The problem with big data is that there is too much data and information to handle and to analyze—and often, either most of the information is just repetitive, or the information is not significant or relevant. That’s why the big data approach is not a much better than a “good” sample based approach. The key is to design and construct the good sample. Whereas in big data we can to skip the step of designing the sample and can analyze and visualize the whole data, which usually has lots of noise. Why? Because we try to automate the big data analytics by use of technology and we skip to design good research methodology as we do in case of designing the good sample and analyzing it. But when the methodology is good, the big data analytics has been useful. The best example is the Netflix hit series of “House of Cards” or “Breaking Bad,” which were designed after analysis of millions of customer data and their behavior. But that remains to be seen and validated as Netflix continues to produce repeated “hit” shows or movies.

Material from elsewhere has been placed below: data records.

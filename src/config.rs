use std::path::PathBuf;
use std::time::Duration;

/// 検索フィードを表すコンテナのセレクタ
pub const FEED_SELECTOR: &str = "div[role=\"feed\"]";

/// 既定のウェブサイトリンクのラベル（英語版 / インドネシア語版）
pub const DEFAULT_WEBSITE_LABELS: &[&str] = &["Website", "Situs Web"];

#[derive(Debug, Clone)]
pub struct ExtractorConfig {
    /// 検索URLの基点 (例: "https://www.google.com")
    pub base_url: String,
    /// CSV出力先ディレクトリ
    pub output_dir: PathBuf,
    pub headless: bool,
    pub debug: bool,
    /// Chrome実行ファイル (未指定時はchromiumoxideの自動検出)
    pub chrome_path: Option<PathBuf>,
    /// CDPリクエストタイムアウト
    pub timeout: Duration,
    /// 1ステップあたりのスクロール量 (px)
    pub scroll_distance: u32,
    /// スクロールのポーリング間隔
    pub poll_interval: Duration,
    /// 末尾到達時に追加読み込みを待つ時間
    pub settle_delay: Duration,
    /// スクロールステップ数の上限
    pub max_scroll_steps: usize,
    /// 検索後、フィードの出現を待つ最大時間
    pub feed_wait: Duration,
    /// 詳細ページを閉じる前の待機時間
    pub page_close_delay: Duration,
    /// ブラウザ終了前の猶予時間
    pub browser_close_grace: Duration,
    /// 同時に開く詳細ページ数の上限
    pub max_concurrent_pages: usize,
    /// 詳細ページを開いて情報を補完するか
    pub enrich_details: bool,
    /// リスト上のウェブサイトリンクを識別する data-value ラベル
    pub website_labels: Vec<String>,
}

impl Default for ExtractorConfig {
    fn default() -> Self {
        Self {
            base_url: "https://www.google.com".to_string(),
            output_dir: PathBuf::from("./result"),
            headless: true,
            debug: false,
            chrome_path: None,
            timeout: Duration::from_secs(60),
            scroll_distance: 1000,
            poll_interval: Duration::from_millis(200),
            settle_delay: Duration::from_secs(3),
            max_scroll_steps: 2000,
            feed_wait: Duration::from_secs(10),
            page_close_delay: Duration::ZERO,
            browser_close_grace: Duration::ZERO,
            max_concurrent_pages: 1,
            enrich_details: true,
            website_labels: DEFAULT_WEBSITE_LABELS
                .iter()
                .map(|label| label.to_string())
                .collect(),
        }
    }
}

impl ExtractorConfig {
    pub fn new() -> Self {
        Self::default()
    }

    /// 環境変数 CHROME_PATH / CHROMIUM_PATH を反映した設定
    pub fn from_env() -> Self {
        let chrome_path = std::env::var("CHROME_PATH")
            .or_else(|_| std::env::var("CHROMIUM_PATH"))
            .ok()
            .map(PathBuf::from);

        Self {
            chrome_path,
            ..Default::default()
        }
    }

    pub fn with_base_url(mut self, base_url: impl Into<String>) -> Self {
        self.base_url = base_url.into();
        self
    }

    pub fn with_output_dir(mut self, path: impl Into<PathBuf>) -> Self {
        self.output_dir = path.into();
        self
    }

    pub fn with_headless(mut self, headless: bool) -> Self {
        self.headless = headless;
        self
    }

    pub fn with_debug(mut self, debug: bool) -> Self {
        self.debug = debug;
        self
    }

    pub fn with_chrome_path(mut self, path: impl Into<PathBuf>) -> Self {
        self.chrome_path = Some(path.into());
        self
    }

    pub fn with_timeout(mut self, timeout: Duration) -> Self {
        self.timeout = timeout;
        self
    }

    pub fn with_scroll(mut self, distance: u32, poll_interval: Duration, settle_delay: Duration) -> Self {
        self.scroll_distance = distance;
        self.poll_interval = poll_interval;
        self.settle_delay = settle_delay;
        self
    }

    pub fn with_max_scroll_steps(mut self, steps: usize) -> Self {
        self.max_scroll_steps = steps;
        self
    }

    pub fn with_feed_wait(mut self, wait: Duration) -> Self {
        self.feed_wait = wait;
        self
    }

    pub fn with_page_close_delay(mut self, delay: Duration) -> Self {
        self.page_close_delay = delay;
        self
    }

    pub fn with_browser_close_grace(mut self, grace: Duration) -> Self {
        self.browser_close_grace = grace;
        self
    }

    /// 0 は 1 として扱う
    pub fn with_max_concurrent_pages(mut self, pages: usize) -> Self {
        self.max_concurrent_pages = pages.max(1);
        self
    }

    pub fn with_enrich_details(mut self, enrich: bool) -> Self {
        self.enrich_details = enrich;
        self
    }

    /// 既定ラベルに追加のロケール別ラベルを加える
    pub fn with_website_label(mut self, label: impl Into<String>) -> Self {
        let label = label.into();
        if !self.website_labels.contains(&label) {
            self.website_labels.push(label);
        }
        self
    }
}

But most of the time it is difficult to design or rather program a good methodology for analysis of big data and requires more expensive resources than to design the methodology for analysis of sample data. Machine and technology can help to drill down the big data, find trends, find clusters and could be a quicker and cheaper option than sample design approach. In the cases of trend and clusters analysis, the big data could be useful and efficient. But if the trend and clusters are not part of objective, then big data might not necessary be significant or relevant to your business or part of your strategy. The sample-based analysis will be still more useful, effective and efficient than the big data analytics. As even in the age of big data and analytics, the human resource still heavily relies on good referrals for employee hires, and there is more probability of finding a good life partner among friends and acquaintances. So unless you have unlimited resources and time, I would suggest to go sample-based analytical approach than to run after the mirage of big data.